▶ _STORED DATA_
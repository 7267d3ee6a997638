//! `shopqc extp` command - external process tracking

use chrono::NaiveDate;
use clap::Subcommand;
use console::style;
use miette::Result;

use crate::cli::helpers::{
    format_short_id, open_project, parse_id, print_show, report_notified, resolve_job,
    truncate_str,
};
use crate::cli::{GlobalOpts, OutputFormat};
use crate::core::escalation::{self, NewExternalProcess};
use crate::core::files;
use crate::core::identity::EntityPrefix;
use crate::core::{store, Config, StoreSink};
use crate::entities::external::ExternalStatus;

#[derive(Subcommand, Debug)]
pub enum ExtpCommands {
    /// Record parts sent to an external supplier
    New(NewArgs),

    /// Record parts received back from the supplier
    Receive(ReceiveArgs),

    /// Record the inspection verdict on returned parts
    Inspect(InspectArgs),

    /// List a job's external processes
    List(ListArgs),

    /// Show an external process's details
    Show(ShowArgs),

    /// Attach a file (certificate, photo) to an external process
    Attach(AttachArgs),
}

#[derive(clap::Args, Debug)]
pub struct NewArgs {
    /// Job number or id
    pub job: String,

    /// Process type (e.g. "anodizing")
    #[arg(long, short = 't')]
    pub process: String,

    /// Process description / specification
    #[arg(long, short = 'd')]
    pub description: Option<String>,

    /// Supplier name
    #[arg(long, short = 's')]
    pub supplier: Option<String>,

    /// Quantity sent out
    #[arg(long)]
    pub qty: Option<u32>,

    /// Date sent (YYYY-MM-DD)
    #[arg(long)]
    pub sent: Option<NaiveDate>,

    /// Notes
    #[arg(long)]
    pub notes: Option<String>,
}

#[derive(clap::Args, Debug)]
pub struct ReceiveArgs {
    /// External process id (EXTP-...)
    pub id: String,

    /// Date received (YYYY-MM-DD, default: today)
    #[arg(long)]
    pub date: Option<NaiveDate>,

    /// Quantity received back (default: quantity sent)
    #[arg(long)]
    pub qty: Option<u32>,
}

#[derive(clap::Args, Debug)]
pub struct InspectArgs {
    /// External process id (EXTP-...)
    pub id: String,

    /// Verdict: approved or rejected
    pub verdict: String,

    /// Inspection notes
    #[arg(long)]
    pub notes: Option<String>,
}

#[derive(clap::Args, Debug)]
pub struct ListArgs {
    /// Job number or id
    pub job: String,
}

#[derive(clap::Args, Debug)]
pub struct ShowArgs {
    /// External process id (EXTP-...)
    pub id: String,
}

#[derive(clap::Args, Debug)]
pub struct AttachArgs {
    /// External process id (EXTP-...)
    pub id: String,

    /// File to attach
    pub file: std::path::PathBuf,
}

/// Run an extp subcommand
pub fn run(cmd: ExtpCommands, global: &GlobalOpts) -> Result<()> {
    match cmd {
        ExtpCommands::New(args) => run_new(args, global),
        ExtpCommands::Receive(args) => run_receive(args, global),
        ExtpCommands::Inspect(args) => run_inspect(args, global),
        ExtpCommands::List(args) => run_list(args, global),
        ExtpCommands::Show(args) => run_show(args, global),
        ExtpCommands::Attach(args) => run_attach(args, global),
    }
}

fn run_new(args: NewArgs, global: &GlobalOpts) -> Result<()> {
    let project = open_project(global)?;
    let mut store = project.open_store().map_err(|e| miette::miette!("{}", e))?;
    let config = Config::load();

    let job = resolve_job(store.conn(), &args.job)?;
    let ep = escalation::create_external_process(
        &mut store,
        &job.id,
        NewExternalProcess {
            process_type: args.process,
            description: args.description,
            supplier: args.supplier,
            quantity_sent: args.qty,
            sent_date: args.sent,
            notes: args.notes,
        },
        &config.author(),
    )
    .map_err(|e| miette::miette!("{}", e))?;

    println!(
        "{} External {} {} recorded for {}",
        style("✓").green(),
        ep.process_type,
        style(format_short_id(&ep.id)).cyan(),
        job.job_number
    );
    Ok(())
}

fn run_receive(args: ReceiveArgs, global: &GlobalOpts) -> Result<()> {
    let project = open_project(global)?;
    let mut store = project.open_store().map_err(|e| miette::miette!("{}", e))?;
    let config = Config::load();

    let id = parse_id(&args.id, EntityPrefix::Extp)?;
    let date = args
        .date
        .unwrap_or_else(|| chrono::Utc::now().date_naive());
    let ep = escalation::receive_external(&mut store, &id, date, args.qty, &config.author())
        .map_err(|e| miette::miette!("{}", e))?;

    println!(
        "{} {} parts received back ({} of {} sent)",
        style("✓").green(),
        style(format_short_id(&ep.id)).cyan(),
        ep.quantity_received
            .map(|q| q.to_string())
            .unwrap_or_else(|| "?".to_string()),
        ep.quantity_sent
            .map(|q| q.to_string())
            .unwrap_or_else(|| "?".to_string())
    );
    Ok(())
}

fn run_inspect(args: InspectArgs, global: &GlobalOpts) -> Result<()> {
    let project = open_project(global)?;
    let mut store = project.open_store().map_err(|e| miette::miette!("{}", e))?;
    let config = Config::load();

    let id = parse_id(&args.id, EntityPrefix::Extp)?;
    let verdict = args
        .verdict
        .parse::<ExternalStatus>()
        .map_err(|e| miette::miette!("{}", e))?;

    let mut sink =
        StoreSink::open(&project.db_path()).map_err(|e| miette::miette!("{}", e))?;
    let roster = project.load_roster();

    let (ep, outcome) = escalation::inspect_external(
        &mut store,
        &mut sink,
        &roster,
        &id,
        verdict,
        &config.author(),
        args.notes.as_deref(),
    )
    .map_err(|e| miette::miette!("{}", e))?;

    let status_styled = match ep.status {
        ExternalStatus::Rejected => style(ep.status.to_string()).red(),
        _ => style(ep.status.to_string()).green(),
    };
    println!(
        "{} External process {} {}",
        style("✓").green(),
        style(format_short_id(&ep.id)).cyan(),
        status_styled
    );
    if let Some(outcome) = outcome {
        report_notified(&outcome, global.quiet);
    }
    Ok(())
}

fn run_list(args: ListArgs, global: &GlobalOpts) -> Result<()> {
    let project = open_project(global)?;
    let store = project.open_store().map_err(|e| miette::miette!("{}", e))?;

    let job = resolve_job(store.conn(), &args.job)?;
    let processes = store::list_external_processes(store.conn(), &job.id)
        .map_err(|e| miette::miette!("{}", e))?;
    if processes.is_empty() {
        println!("No external processes on {}.", job.job_number);
        return Ok(());
    }

    match global.format {
        OutputFormat::Json => print_show(&processes, OutputFormat::Json)?,
        OutputFormat::Yaml => print_show(&processes, OutputFormat::Yaml)?,
        OutputFormat::Id => {
            for ep in &processes {
                println!("{}", ep.id);
            }
        }
        _ => {
            println!(
                "{:<17} {:<18} {:<18} {:<10} {:<11}",
                style("ID").bold(),
                style("PROCESS").bold(),
                style("SUPPLIER").bold(),
                style("STATUS").bold(),
                style("SENT").bold()
            );
            println!("{}", "-".repeat(76));
            for ep in &processes {
                let status_styled = match ep.status {
                    ExternalStatus::Rejected => style(ep.status.to_string()).red(),
                    ExternalStatus::Approved => style(ep.status.to_string()).green(),
                    _ => style(ep.status.to_string()).yellow(),
                };
                println!(
                    "{:<17} {:<18} {:<18} {:<10} {:<11}",
                    format_short_id(&ep.id),
                    truncate_str(&ep.process_type, 16),
                    truncate_str(ep.supplier.as_deref().unwrap_or("-"), 16),
                    status_styled,
                    ep.sent_date.map(|d| d.to_string()).unwrap_or_default()
                );
            }
        }
    }
    Ok(())
}

fn run_show(args: ShowArgs, global: &GlobalOpts) -> Result<()> {
    let project = open_project(global)?;
    let store = project.open_store().map_err(|e| miette::miette!("{}", e))?;

    let id = parse_id(&args.id, EntityPrefix::Extp)?;
    let ep = store::find_external_process(store.conn(), &id)
        .map_err(|e| miette::miette!("{}", e))?
        .ok_or_else(|| miette::miette!("No external process found matching '{}'", args.id))?;
    print_show(&ep, global.format)
}

fn run_attach(args: AttachArgs, global: &GlobalOpts) -> Result<()> {
    let project = open_project(global)?;
    let store = project.open_store().map_err(|e| miette::miette!("{}", e))?;
    let config = Config::load();

    let id = parse_id(&args.id, EntityPrefix::Extp)?;
    if store::find_external_process(store.conn(), &id)
        .map_err(|e| miette::miette!("{}", e))?
        .is_none()
    {
        return Err(miette::miette!(
            "No external process found matching '{}'",
            args.id
        ));
    }

    let attachment = files::store_attachment(
        store.conn(),
        &project.attachments_dir(),
        "external_process",
        &id.to_string(),
        &args.file,
        Some(&config.author()),
    )
    .map_err(|e| miette::miette!("{}", e))?;

    println!(
        "{} Attached {} ({})",
        style("✓").green(),
        style(&attachment.file_name).cyan(),
        style(&attachment.sha256[..12]).dim()
    );
    Ok(())
}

▶ _PROBLEM REQUIREMENTS_
Within the listing, how many lines hold "files"? Write only that number.

▶ _PROBLEM SOLUTION_
2